EXERCISE
From the records below, transcribe exactly the lines that begin at the line with "assert!(!cfg.pretty_print);" and end at the line with "assert!(!should_parallelize(3, 1_000_000));", both included.

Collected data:
##############################
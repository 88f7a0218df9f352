//! Configuration shared by the batch executor and the fused pipeline.

use serde::{Deserialize, Serialize};

/// How many worker threads a batch run should use.
#[derive(Debug, Clone, Copy, PartialEq, Eq, Serialize, Deserialize)]
#[serde(rename_all = "kebab-case")]
pub enum ThreadCount {
    /// Pick a worker count from detected hardware concurrency.
    Auto,
    /// Use exactly this many workers (`0` is treated as [`ThreadCount::Auto`]).
    Fixed(usize),
}

impl Default for ThreadCount {
    fn default() -> Self {
        ThreadCount::Auto
    }
}

/// Options shared across the single-operation functions, the batch executor,
/// and the fused pipeline builder.
///
/// ## Serialization Format
///
/// Fields are serialized in `kebab-case` (e.g. `pretty-print`, `use-threads`).
/// This naming convention is part of the public API contract for config
/// files and FFI-style callers.
#[derive(Debug, Clone, PartialEq, Eq, Serialize, Deserialize)]
#[serde(rename_all = "kebab-case", default)]
pub struct Config {
    /// Indent output two spaces per level with newlines between members.
    /// Default: `false` (compact).
    pub pretty_print: bool,
    /// Enable the thread-pool path in batch APIs. Default: `false`.
    pub use_threads: bool,
    /// Worker count when `use_threads` is set. Default: [`ThreadCount::Auto`].
    pub num_threads: ThreadCount,
    /// Maximum recursion depth a tree walker will descend before returning
    /// [`crate::error::JsonToolsError::Internal`]. Every recursive walker
    /// needs a stack-overflow guard on adversarial input; chosen generously
    /// enough not to trip on realistic documents.
    pub max_depth: usize,
}

impl Default for Config {
    fn default() -> Self {
        Self {
            pretty_print: false,
            use_threads: false,
            num_threads: ThreadCount::Auto,
            max_depth: 512,
        }
    }
}

/// Heuristic for whether a batch run is worth parallelizing: documents
/// smaller than 64 KiB in aggregate, or fewer than 4 of them, run serially
/// even if `use_threads` was requested.
pub const PARALLEL_SIZE_THRESHOLD_BYTES: usize = 64 * 1024;
pub const PARALLEL_MIN_DOCUMENT_COUNT: usize = 4;

/// Resolve a worker count from [`ThreadCount`] and the detected hardware
/// concurrency, clamped to at least 1.
pub fn resolve_thread_count(count: ThreadCount) -> usize {
    match count {
        ThreadCount::Auto => num_cpus::get().max(1),
        ThreadCount::Fixed(0) => num_cpus::get().max(1),
        ThreadCount::Fixed(n) => n,
    }
}

/// Decide whether a batch of `doc_count` documents totalling `total_bytes`
/// should run in parallel.
pub fn should_parallelize(doc_count: usize, total_bytes: usize) -> bool {
    total_bytes >= PARALLEL_SIZE_THRESHOLD_BYTES && doc_count >= PARALLEL_MIN_DOCUMENT_COUNT
}

#[cfg(test)]
mod tests {
    use super::*;

    #[test]
    fn config_serde_round_trip() {
        let cfg = Config {
            pretty_print: true,
            use_threads: true,
            num_threads: ThreadCount::Fixed(4),
            max_depth: 100,
        };
        let json = serde_json::to_string(&cfg).unwrap();
        assert!(json.contains("\"pretty-print\":true"));
        assert!(json.contains("\"use-threads\":true"));

        let back: Config = serde_json::from_str(&json).unwrap();
        assert_eq!(back, cfg);
    }

    #[test]
    fn defaults_are_serial_and_compact() {
        let cfg = Config::default();
        assert!(!cfg.pretty_print);
        assert!(!cfg.use_threads);
        assert_eq!(cfg.num_threads, ThreadCount::Auto);
    }

    #[test]
    fn heuristic_requires_both_size_and_count() {
        assert!(!should_parallelize(3, 1_000_000));
        assert!(!should_parallelize(10, 100));
        assert!(should_parallelize(10, PARALLEL_SIZE_THRESHOLD_BYTES));
    }

    #[test]
    fn fixed_zero_resolves_to_auto() {
        assert_eq!(
            resolve_thread_count(ThreadCount::Fixed(0)),
            num_cpus::get().max(1)
        );
    }
}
##############################
FINISHED EXERCISE
        assert!(!cfg.pretty_print);
        assert!(!cfg.use_threads);
        assert_eq!(cfg.num_threads, ThreadCount::Auto);
    }

    #[test]
    fn heuristic_requires_both_size_and_count() {
        assert!(!should_parallelize(3, 1_000_000));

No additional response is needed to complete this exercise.